• _Task brief_: After finding the line with "TaskStatus::Failed | TaskStatus::Abnormal" in the data below, set down exactly each line through the one with "if let Err(err) = drop_leftover_tables(context).await", inclusive, and stop there.

• _Information_:
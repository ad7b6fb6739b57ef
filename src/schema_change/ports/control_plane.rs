//! Control-plane port of the self-hosted migration worker.

use async_trait::async_trait;
use serde::{Deserialize, Serialize};
use std::collections::BTreeMap;
use thiserror::Error;

/// Result type for control-plane calls.
pub type ControlPlaneResult<T> = Result<T, ControlPlaneError>;

/// Envelope returned by every control-plane endpoint.
#[derive(Debug, Clone, Default, PartialEq, Eq, Serialize, Deserialize)]
#[serde(rename_all = "camelCase")]
pub struct SupervisorResponse {
    /// Whether the worker accepted the call.
    pub success: bool,
    /// Endpoint-specific payload.
    #[serde(default)]
    pub response_data: Option<serde_json::Value>,
}

impl SupervisorResponse {
    /// Creates a successful response without payload.
    #[must_use]
    pub const fn ok() -> Self {
        Self {
            success: true,
            response_data: None,
        }
    }

    /// Creates a failed response without payload.
    #[must_use]
    pub const fn rejected() -> Self {
        Self {
            success: false,
            response_data: None,
        }
    }
}

/// Raw counters published by the worker `monitor` endpoint.
///
/// Every counter travels as a string.
#[derive(Debug, Default, Deserialize)]
#[serde(rename_all = "camelCase")]
struct RawMigrationCounters {
    #[serde(default)]
    checkpoint: Option<String>,
    #[serde(default)]
    estimate_migrate_rows: Option<String>,
    #[serde(default)]
    full_migrator_progress: Option<String>,
    #[serde(default)]
    full_migrator_done: Option<String>,
    #[serde(default)]
    table_total_rows: Option<String>,
}

/// Replication counters reported by a worker.
#[derive(Debug, Clone, Default, PartialEq)]
pub struct MigrationCounters {
    /// Seconds since the epoch up to which changes were applied.
    pub checkpoint: Option<i64>,
    /// Rows copied so far.
    pub estimate_migrate_rows: Option<u64>,
    /// Bulk copy progress in percent.
    pub full_migrator_progress: f64,
    /// Whether the bulk copy finished.
    pub full_migrator_done: bool,
    /// Rows in the origin table.
    pub table_total_rows: Option<u64>,
}

impl MigrationCounters {
    /// Parses the JSON text carried in `responseData.data`.
    ///
    /// # Errors
    ///
    /// Returns [`ControlPlaneError::Decode`] when the text is not a JSON
    /// object of string counters or a counter is not numeric.
    pub fn from_monitor_data(data: &str) -> ControlPlaneResult<Self> {
        let raw: RawMigrationCounters = serde_json::from_str(data)
            .map_err(|err| ControlPlaneError::Decode(err.to_string()))?;
        Ok(Self {
            checkpoint: parse_counter(raw.checkpoint.as_deref(), "checkpoint")?,
            estimate_migrate_rows: parse_counter(
                raw.estimate_migrate_rows.as_deref(),
                "estimateMigrateRows",
            )?,
            full_migrator_progress: parse_counter(
                raw.full_migrator_progress.as_deref(),
                "fullMigratorProgress",
            )?
            .unwrap_or_default(),
            full_migrator_done: parse_counter(
                raw.full_migrator_done.as_deref(),
                "fullMigratorDone",
            )?
            .unwrap_or_default(),
            table_total_rows: parse_counter(raw.table_total_rows.as_deref(), "tableTotalRows")?,
        })
    }

    /// Extracts counters from a `monitor` response envelope.
    ///
    /// # Errors
    ///
    /// Returns [`ControlPlaneError::Rejected`] when the worker reports
    /// `success = false`, or [`ControlPlaneError::Decode`] when the envelope
    /// carries no `data` string or the counters cannot be parsed.
    pub fn from_response(response: &SupervisorResponse) -> ControlPlaneResult<Self> {
        if !response.success {
            return Err(ControlPlaneError::Rejected {
                path: "/monitor".to_owned(),
            });
        }
        let data = response
            .response_data
            .as_ref()
            .and_then(|payload| payload.get("data"))
            .and_then(serde_json::Value::as_str)
            .ok_or_else(|| ControlPlaneError::Decode("monitor response has no data".to_owned()))?;
        Self::from_monitor_data(data)
    }

    /// Returns whether the counters come from a replication run.
    ///
    /// A worker that was never started publishes no checkpoint, no row
    /// estimate and no bulk copy progress.
    #[must_use]
    pub fn shows_replication(&self) -> bool {
        self.checkpoint.is_some()
            || self.estimate_migrate_rows.is_some()
            || self.full_migrator_done
            || self.full_migrator_progress > 0.0
    }
}

fn parse_counter<T: std::str::FromStr>(
    value: Option<&str>,
    name: &str,
) -> ControlPlaneResult<Option<T>> {
    match value.map(str::trim) {
        None | Some("") => Ok(None),
        Some(text) => text
            .parse()
            .map(Some)
            .map_err(|_| ControlPlaneError::Decode(format!("counter {name} is not valid: {text}"))),
    }
}

/// HTTP control plane of one worker, addressed by base URL.
#[async_trait]
pub trait ControlPlane: Send + Sync {
    /// Checks that the worker answers.
    async fn heartbeat(&self, base_url: &str) -> ControlPlaneResult<SupervisorResponse>;

    /// Starts replication with a flat configuration map.
    async fn start(
        &self,
        base_url: &str,
        config: &BTreeMap<String, String>,
    ) -> ControlPlaneResult<SupervisorResponse>;

    /// Reads replication counters.
    async fn monitor(&self, base_url: &str) -> ControlPlaneResult<MigrationCounters>;

    /// Changes the replication throughput limit.
    async fn update(
        &self,
        base_url: &str,
        throttle_rps: u32,
    ) -> ControlPlaneResult<SupervisorResponse>;

    /// Stops replication and clears worker state.
    async fn clear(&self, base_url: &str) -> ControlPlaneResult<SupervisorResponse>;

    /// Returns whether the worker answers its heartbeat successfully.
    async fn is_alive(&self, base_url: &str) -> bool {
        matches!(self.heartbeat(base_url).await, Ok(response) if response.success)
    }
}

/// Errors returned by control-plane clients.
#[derive(Debug, Clone, Error, PartialEq, Eq)]
pub enum ControlPlaneError {
    /// The worker answered with a status other than 200 or 201.
    #[error("control plane {path} returned status {status}")]
    Status {
        /// Endpoint path.
        path: String,
        /// HTTP status code.
        status: u16,
    },

    /// The request could not be sent or timed out.
    #[error("control plane {path} unreachable: {message}")]
    Transport {
        /// Endpoint path.
        path: String,
        /// Transport error message.
        message: String,
    },

    /// The worker answered with `success = false`.
    #[error("control plane {path} reported failure")]
    Rejected {
        /// Endpoint path.
        path: String,
    },

    /// The response body could not be decoded.
    #[error("control plane response could not be decoded: {0}")]
    Decode(String),
}
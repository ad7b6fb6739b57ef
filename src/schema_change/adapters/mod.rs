//! Adapter implementations for schema-change ports.

pub mod http;
pub mod memory;
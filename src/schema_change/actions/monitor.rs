//! Watches replication until the ghost table is ready to swap.

use async_trait::async_trait;
use chrono::{DateTime, Utc};
use tracing::{info, warn};

use crate::schema_change::domain::{
    FullVerificationResult, MigrationTaskStatus, OscState, PrecheckResult, StepResult,
    SwapTableType, TaskResult, is_swap_table_ready,
};

use super::{Action, ActionContext, ActionError, ActionOutcome, ActionResult, StepResultSource};

/// Polls the replication backend and decides when to swap.
#[derive(Debug, Clone)]
pub struct MonitorDataTaskAction<S> {
    source: S,
    failure_timeout_secs: u64,
}

impl<S: StepResultSource> MonitorDataTaskAction<S> {
    /// Creates the action; the task fails once `source` stays silent for
    /// longer than `failure_timeout_secs`.
    #[must_use]
    pub const fn new(source: S, failure_timeout_secs: u64) -> Self {
        Self {
            source,
            failure_timeout_secs,
        }
    }

    async fn record_silence(&self, context: &mut ActionContext, now: DateTime<Utc>) -> ActionOutcome {
        let task_id = context.task().id();
        let mut result = context.task().result().cloned().unwrap_or_default();
        let first_failure = *result.last_check_failed_at.get_or_insert(now);
        context.task_mut().set_result(result);
        context.persist_result().await?;

        let timeout =
            chrono::Duration::seconds(i64::try_from(self.failure_timeout_secs).unwrap_or(i64::MAX));
        if now.signed_duration_since(first_failure) > timeout {
            return Err(ActionError::MonitorTimeout {
                task_id,
                seconds: self.failure_timeout_secs,
            });
        }
        warn!(%task_id, backend = self.source.name(), since = %first_failure, "no replication status");
        Ok(ActionResult::stay(OscState::MonitorDataTask))
    }

    const fn ready_state(swap_table_type: SwapTableType, result: &mut TaskResult) -> OscState {
        match swap_table_type {
            SwapTableType::Auto => OscState::SwapTable,
            SwapTableType::Manual => {
                result.manual_swap_table_enabled = true;
                if result.manual_swap_table_started {
                    OscState::SwapTable
                } else {
                    OscState::MonitorDataTask
                }
            }
        }
    }
}

fn failure_of(step: &StepResult) -> Option<ActionError> {
    let detail = || step.error_message.clone().unwrap_or_default();
    if step.precheck_result == Some(PrecheckResult::Failed) {
        return Some(ActionError::PrecheckFailed(detail()));
    }
    if step.task_status == MigrationTaskStatus::Failed {
        return Some(ActionError::MigrationFailed(detail()));
    }
    if step.full_verification_result == FullVerificationResult::Inconsistent {
        return Some(ActionError::DataInconsistent(
            step.full_verification_result_description
                .clone()
                .unwrap_or_default(),
        ));
    }
    None
}

#[async_trait]
impl<S: StepResultSource> Action for MonitorDataTaskAction<S> {
    async fn execute(&self, context: &mut ActionContext) -> ActionOutcome {
        let task_id = context.task().id();
        let job_rate_limit = context.schedule().parameters().rate_limit;
        if job_rate_limit != context.parameters().rate_limit {
            info!(%task_id, "rate limit changed, modifying replication");
            return Ok(ActionResult::transition(
                OscState::MonitorDataTask,
                OscState::ModifyDataTask,
            ));
        }

        let now = context.now();
        let Some(step) = self.source.step_result(context).await else {
            return self.record_silence(context, now).await;
        };

        let mut result = context.task().result().cloned().unwrap_or_default();
        result.absorb(&step);
        info!(
            %task_id,
            step = step.current_step.as_str(),
            status = step.current_step_status.as_deref().unwrap_or("UNKNOWN"),
            progress = step.task_percentage,
            description = step
                .full_verification_result_description
                .as_deref()
                .unwrap_or(""),
            "replication progress"
        );

        let ready = self.source.is_migrate_task_ready(&step, now)
            && is_swap_table_ready(
                context.task().status(),
                step.full_transfer_progress_percentage,
                step.full_verification_result,
            );
        let outcome = if ready {
            let swap_table_type = context.schedule().parameters().swap_table_type;
            Ok(Self::ready_state(swap_table_type, &mut result))
        } else {
            failure_of(&step).map_or(Ok(OscState::MonitorDataTask), Err)
        };

        context.task_mut().set_result(result);
        context.task_mut().set_progress(step.task_percentage);
        context.persist_result().await?;

        let next_state = outcome?;
        if next_state == OscState::SwapTable {
            info!(%task_id, "replication caught up, swapping tables");
        }
        Ok(ActionResult::transition(OscState::MonitorDataTask, next_state))
    }

    async fn rollback(&self, context: &mut ActionContext) {
        let Some(mut result) = context.task().result().cloned() else {
            return;
        };
        result.manual_swap_table_enabled = false;
        context.task_mut().set_result(result);
        if let Err(err) = context.persist_result().await {
            warn!(task_id = %context.task().id(), error = %err, "failed to clear manual swap flag");
        }
    }
}
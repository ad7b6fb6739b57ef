//! `reqwest` client for the worker control plane.

use async_trait::async_trait;
use reqwest::{Client, RequestBuilder, StatusCode};
use serde::Serialize;
use std::collections::BTreeMap;
use std::time::Duration;
use tracing::debug;

use crate::config::ControlPlaneSettings;
use crate::schema_change::ports::{
    ControlPlane, ControlPlaneError, ControlPlaneResult, MigrationCounters, SupervisorResponse,
};

#[derive(Debug, Serialize)]
#[serde(rename_all = "camelCase")]
struct UpdateRequest {
    throttle_rps: u32,
}

/// HTTP control-plane client with one timeout per endpoint.
#[derive(Debug, Clone)]
pub struct HttpControlPlaneClient {
    client: Client,
    settings: ControlPlaneSettings,
}

impl HttpControlPlaneClient {
    /// Builds a client from timeout settings.
    ///
    /// # Errors
    ///
    /// Returns [`ControlPlaneError::Transport`] when the HTTP client cannot
    /// be initialised.
    pub fn new(settings: ControlPlaneSettings) -> ControlPlaneResult<Self> {
        let client = Client::builder()
            .connect_timeout(Duration::from_millis(settings.connect_timeout_ms))
            .build()
            .map_err(|err| ControlPlaneError::Transport {
                path: String::new(),
                message: err.to_string(),
            })?;
        Ok(Self { client, settings })
    }

    async fn send(
        &self,
        path: &str,
        request: RequestBuilder,
        timeout_ms: u64,
    ) -> ControlPlaneResult<SupervisorResponse> {
        let response = request
            .timeout(Duration::from_millis(timeout_ms))
            .send()
            .await
            .map_err(|err| ControlPlaneError::Transport {
                path: path.to_owned(),
                message: err.to_string(),
            })?;
        let status = response.status();
        if status != StatusCode::OK && status != StatusCode::CREATED {
            return Err(ControlPlaneError::Status {
                path: path.to_owned(),
                status: status.as_u16(),
            });
        }
        let body = response
            .json::<SupervisorResponse>()
            .await
            .map_err(|err| ControlPlaneError::Decode(err.to_string()))?;
        debug!(path, success = body.success, "control plane answered");
        Ok(body)
    }
}

fn endpoint(base_url: &str, path: &str) -> String {
    format!("{}{path}", base_url.trim_end_matches('/'))
}

#[async_trait]
impl ControlPlane for HttpControlPlaneClient {
    async fn heartbeat(&self, base_url: &str) -> ControlPlaneResult<SupervisorResponse> {
        let request = self.client.get(endpoint(base_url, "/heartbeat"));
        self.send("/heartbeat", request, self.settings.heartbeat_timeout_ms)
            .await
    }

    async fn start(
        &self,
        base_url: &str,
        config: &BTreeMap<String, String>,
    ) -> ControlPlaneResult<SupervisorResponse> {
        let request = self.client.post(endpoint(base_url, "/start")).json(config);
        self.send("/start", request, self.settings.start_timeout_ms)
            .await
    }

    async fn monitor(&self, base_url: &str) -> ControlPlaneResult<MigrationCounters> {
        let request = self.client.get(endpoint(base_url, "/monitor"));
        let response = self
            .send("/monitor", request, self.settings.monitor_timeout_ms)
            .await?;
        MigrationCounters::from_response(&response)
    }

    async fn update(
        &self,
        base_url: &str,
        throttle_rps: u32,
    ) -> ControlPlaneResult<SupervisorResponse> {
        let request = self
            .client
            .post(endpoint(base_url, "/update"))
            .json(&UpdateRequest { throttle_rps });
        self.send("/update", request, self.settings.update_timeout_ms)
            .await
    }

    async fn clear(&self, base_url: &str) -> ControlPlaneResult<SupervisorResponse> {
        let request = self.client.get(endpoint(base_url, "/clear"));
        self.send("/clear", request, self.settings.clear_timeout_ms)
            .await
    }
}
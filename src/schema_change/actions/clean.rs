//! Idempotent teardown after a task finished, failed, or was cancelled.
//!
//! Cleanup never fails: anything that cannot be torn down yet keeps the
//! task in `CleanResource` so the next poll tries again.

use async_trait::async_trait;
use std::sync::Arc;
use tracing::{info, warn};

use crate::schema_change::{
    domain::{ErrorStrategy, OriginTableCleanStrategy, OscState, TaskStatus},
    ports::{ControlPlane, MigrationService, MigrationServiceError, ResourceError},
};

use super::{Action, ActionContext, ActionError, ActionOutcome, ActionResult};

/// State that follows a finished cleanup.
///
/// A cancelled task ends the schedule. A failed task ends it too unless
/// the schedule continues past errors.
fn completion_state(context: &ActionContext) -> OscState {
    match context.task().status() {
        TaskStatus::Canceled => OscState::Complete,
        TaskStatus::Failed | TaskStatus::Abnormal => {
            match context.schedule().parameters().error_strategy {
                ErrorStrategy::Continue => OscState::YieldContext,
                ErrorStrategy::Abort => OscState::Complete,
            }
        }
        TaskStatus::Preparing | TaskStatus::Running | TaskStatus::Done => OscState::YieldContext,
    }
}

/// Drops the ghost table and, when configured, the archived origin table.
async fn drop_leftover_tables(context: &ActionContext) -> Result<(), ActionError> {
    let parameters = context.parameters();
    let session = context.open_session().await?;
    session
        .drop_table_if_exists(&parameters.new_table_name)
        .await?;
    let drop_archive = context.schedule().parameters().origin_table_clean_strategy
        == OriginTableCleanStrategy::Drop
        && context.task().status() == TaskStatus::Done;
    if drop_archive {
        session
            .drop_table_if_exists(&parameters.renamed_table_name)
            .await?;
    }
    Ok(())
}

async fn retry_if_tables_remain(context: &ActionContext) -> Option<ActionResult> {
    if let Err(err) = drop_leftover_tables(context).await {
        warn!(task_id = %context.task().id(), error = %err, "failed to drop leftover tables, retrying");
        return Some(ActionResult::stay(OscState::CleanResource));
    }
    None
}

fn completed(context: &ActionContext) -> ActionResult {
    let next_state = completion_state(context);
    info!(
        task_id = %context.task().id(),
        status = context.task().status().as_str(),
        next_state = next_state.as_str(),
        "resources cleaned"
    );
    ActionResult::transition(OscState::CleanResource, next_state)
}

/// Stops and releases the migration-service project, then drops leftover
/// tables.
#[derive(Clone)]
pub struct MigrationServiceCleanResourcesAction {
    service: Arc<dyn MigrationService>,
}

impl MigrationServiceCleanResourcesAction {
    /// Creates the action.
    #[must_use]
    pub fn new(service: Arc<dyn MigrationService>) -> Self {
        Self { service }
    }

    async fn release_project(&self, context: &ActionContext, project_id: &str) {
        let task_id = context.task().id();
        let stopped = self.service.stop_project(project_id).await;
        let released = match stopped {
            Ok(()) => self.service.release_project(project_id).await,
            Err(err) => Err(err),
        };
        match released {
            Ok(()) => info!(%task_id, project_id, "migration project released"),
            Err(MigrationServiceError::ProjectNotFound(_)) => {
                info!(%task_id, project_id, "migration project already gone");
            }
            Err(err) => warn!(%task_id, project_id, error = %err, "failed to release migration project"),
        }
    }
}

impl std::fmt::Debug for MigrationServiceCleanResourcesAction {
    fn fmt(&self, f: &mut std::fmt::Formatter<'_>) -> std::fmt::Result {
        f.debug_struct("MigrationServiceCleanResourcesAction")
            .finish_non_exhaustive()
    }
}

#[async_trait]
impl Action for MigrationServiceCleanResourcesAction {
    async fn execute(&self, context: &mut ActionContext) -> ActionOutcome {
        if let Some(project_id) = context.parameters().migration_project_id.clone() {
            self.release_project(context, &project_id).await;
        }
        if let Some(retry) = retry_if_tables_remain(context).await {
            return Ok(retry);
        }
        Ok(completed(context))
    }
}

/// Clears the worker, drops leftover tables, and destroys the worker
/// resource exactly once.
#[derive(Clone)]
pub struct WorkerCleanResourcesAction {
    control_plane: Arc<dyn ControlPlane>,
}

impl WorkerCleanResourcesAction {
    /// Creates the action.
    #[must_use]
    pub fn new(control_plane: Arc<dyn ControlPlane>) -> Self {
        Self { control_plane }
    }

    /// Returns `false` when the resource could not be released yet.
    async fn release_resource(context: &mut ActionContext) -> bool {
        let task_id = context.task().id();
        let Some(resource_id) = context.parameters().resource_id else {
            return true;
        };
        if context.parameters().resource_released {
            return true;
        }
        match context.resources().destroy(resource_id).await {
            Ok(()) => info!(%task_id, %resource_id, "worker resource destroyed"),
            Err(ResourceError::NotFound(_)) => {
                info!(%task_id, %resource_id, "worker resource already gone");
            }
            Err(err) => {
                warn!(%task_id, %resource_id, error = %err, "failed to destroy worker resource, retrying");
                return false;
            }
        }
        context.task_mut().parameters_mut().resource_released = true;
        if let Err(err) = context.persist_parameters().await {
            warn!(%task_id, error = %err, "failed to record released resource, retrying");
            return false;
        }
        true
    }
}

impl std::fmt::Debug for WorkerCleanResourcesAction {
    fn fmt(&self, f: &mut std::fmt::Formatter<'_>) -> std::fmt::Result {
        f.debug_struct("WorkerCleanResourcesAction")
            .finish_non_exhaustive()
    }
}

#[async_trait]
impl Action for WorkerCleanResourcesAction {
    async fn execute(&self, context: &mut ActionContext) -> ActionOutcome {
        let parameters = context.parameters();
        let live_url = parameters
            .control_url
            .as_deref()
            .filter(|_| !parameters.resource_released);
        if let Some(url) = live_url {
            if let Err(err) = self.control_plane.clear(url).await {
                warn!(task_id = %context.task().id(), error = %err, "failed to clear worker");
            }
        }
        if let Some(retry) = retry_if_tables_remain(context).await {
            return Ok(retry);
        }
        if !Self::release_resource(context).await {
            return Ok(ActionResult::stay(OscState::CleanResource));
        }
        Ok(completed(context))
    }
}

• _Result of this task_:
        TaskStatus::Failed | TaskStatus::Abnormal => {
            match context.schedule().parameters().error_strategy {
                ErrorStrategy::Continue => OscState::YieldContext,
                ErrorStrategy::Abort => OscState::Complete,
            }
        }
        TaskStatus::Preparing | TaskStatus::Running | TaskStatus::Done => OscState::YieldContext,
    }
}

/// Drops the ghost table and, when configured, the archived origin table.
async fn drop_leftover_tables(context: &ActionContext) -> Result<(), ActionError> {
    let parameters = context.parameters();
    let session = context.open_session().await?;
    session
        .drop_table_if_exists(&parameters.new_table_name)
        .await?;
    let drop_archive = context.schedule().parameters().origin_table_clean_strategy
        == OriginTableCleanStrategy::Drop
        && context.task().status() == TaskStatus::Done;
    if drop_archive {
        session
            .drop_table_if_exists(&parameters.renamed_table_name)
            .await?;
    }
    Ok(())
}

async fn retry_if_tables_remain(context: &ActionContext) -> Option<ActionResult> {
    if let Err(err) = drop_leftover_tables(context).await {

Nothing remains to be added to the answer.